Would you return every entry, exactly as it is written?

◇ ◇ ◇ ◇ ◇ ◇ ◇

/*!
 * Tests for configuration loading and overrides
 */

use anyhow::Result;
use narrato::app_config::{
    Config, DEEPGRAM_API_KEY_VAR, GenerativeProvider, LogLevel, OPENAI_API_KEY_VAR, SpeechProvider,
};
use crate::common;

#[test]
fn test_config_roundTripThroughFile_shouldPreserveSettings() -> Result<()> {
    let dir = common::create_temp_dir()?;
    let path = dir.path().join("conf.json");

    let mut config = Config::offline();
    config.audience = "Technical".to_string();
    config.pipeline.max_segments = 8;
    config.rate_limit.window_secs = 30;
    std::fs::write(&path, serde_json::to_string_pretty(&config)?)?;

    let loaded: Config = serde_json::from_str(&std::fs::read_to_string(&path)?)?;

    assert_eq!(loaded.audience, "Technical");
    assert_eq!(loaded.pipeline.max_segments, 8);
    assert_eq!(loaded.rate_limit.window_secs, 30);
    assert_eq!(loaded.generation.provider, GenerativeProvider::None);
    assert_eq!(loaded.speech.provider, SpeechProvider::Silent);
    Ok(())
}

#[test]
fn test_config_deserialize_withLowercaseEnums_shouldParse() -> Result<()> {
    let json = r#"{
        "generation": { "provider": "ollama" },
        "speech": { "provider": "silent" },
        "log_level": "debug"
    }"#;
    let config: Config = serde_json::from_str(json)?;

    assert_eq!(config.generation.provider, GenerativeProvider::Ollama);
    assert_eq!(config.generation.get_endpoint(), "http://localhost:11434");
    assert_eq!(config.log_level, LogLevel::Debug);
    assert!(config.validate().is_ok());
    Ok(())
}

#[test]
fn test_config_applyOverrides_withOpenAiProvider_shouldSatisfyValidation() {
    let mut config = Config::default();
    config.generation.provider = GenerativeProvider::OpenAI;
    assert!(config.validate().is_err());

    config.apply_overrides(|name| match name {
        OPENAI_API_KEY_VAR => Some("sk-test".to_string()),
        DEEPGRAM_API_KEY_VAR => Some("dg-test".to_string()),
        _ => None,
    });

    assert_eq!(config.generation.get_api_key(), "sk-test");
    assert_eq!(config.speech.api_key, "dg-test");
    assert!(config.validate().is_ok());
}

#[test]
fn test_config_applyOverrides_withEmptyValue_shouldKeepKeyEmpty() {
    let mut config = Config::default();
    config.apply_overrides(|_| Some(String::new()));

    assert!(config.generation.get_api_key().is_empty());
    assert!(config.speech.api_key.is_empty());
}

#[test]
fn test_config_validate_withZeroConcurrency_shouldFail() {
    let mut config = Config::offline();
    config.pipeline.concurrent_segments = 0;

    let error = config.validate().unwrap_err();
    assert!(error.to_string().contains("concurrent_segments"));
}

◇ ◇ ◇ ◇ ◇ ◇ ◇

Problem solution:
/*!
 * Tests for configuration loading and overrides
 */

use anyhow::Result;
use narrato::app_config::{
    Config, DEEPGRAM_API_KEY_VAR, GenerativeProvider, LogLevel, OPENAI_API_KEY_VAR, SpeechProvider,
};
use crate::common;

#[test]
fn test_config_roundTripThroughFile_shouldPreserveSettings() -> Result<()> {
    let dir = common::create_temp_dir()?;
    let path = dir.path().join("conf.json");

    let mut config = Config::offline();
    config.audience = "Technical".to_string();
    config.pipeline.max_segments = 8;
    config.rate_limit.window_secs = 30;
    std::fs::write(&path, serde_json::to_string_pretty(&config)?)?;

    let loaded: Config = serde_json::from_str(&std::fs::read_to_string(&path)?)?;

    assert_eq!(loaded.audience, "Technical");
    assert_eq!(loaded.pipeline.max_segments, 8);
    assert_eq!(loaded.rate_limit.window_secs, 30);
    assert_eq!(loaded.generation.provider, GenerativeProvider::None);
    assert_eq!(loaded.speech.provider, SpeechProvider::Silent);
    Ok(())
}

#[test]
fn test_config_deserialize_withLowercaseEnums_shouldParse() -> Result<()> {
    let json = r#"{
        "generation": { "provider": "ollama" },
        "speech": { "provider": "silent" },
        "log_level": "debug"
    }"#;
    let config: Config = serde_json::from_str(json)?;

    assert_eq!(config.generation.provider, GenerativeProvider::Ollama);
    assert_eq!(config.generation.get_endpoint(), "http://localhost:11434");
    assert_eq!(config.log_level, LogLevel::Debug);
    assert!(config.validate().is_ok());
    Ok(())
}

#[test]
fn test_config_applyOverrides_withOpenAiProvider_shouldSatisfyValidation() {
    let mut config = Config::default();
    config.generation.provider = GenerativeProvider::OpenAI;
    assert!(config.validate().is_err());

    config.apply_overrides(|name| match name {
        OPENAI_API_KEY_VAR => Some("sk-test".to_string()),
        DEEPGRAM_API_KEY_VAR => Some("dg-test".to_string()),
        _ => None,
    });

    assert_eq!(config.generation.get_api_key(), "sk-test");
    assert_eq!(config.speech.api_key, "dg-test");
    assert!(config.validate().is_ok());
}

#[test]
fn test_config_applyOverrides_withEmptyValue_shouldKeepKeyEmpty() {
    let mut config = Config::default();
    config.apply_overrides(|_| Some(String::new()));

    assert!(config.generation.get_api_key().is_empty());
    assert!(config.speech.api_key.is_empty());
}

#[test]
fn test_config_validate_withZeroConcurrency_shouldFail() {
    let mut config = Config::offline();
    config.pipeline.concurrent_segments = 0;

    let error = config.validate().unwrap_err();
    assert!(error.to_string().contains("concurrent_segments"));
}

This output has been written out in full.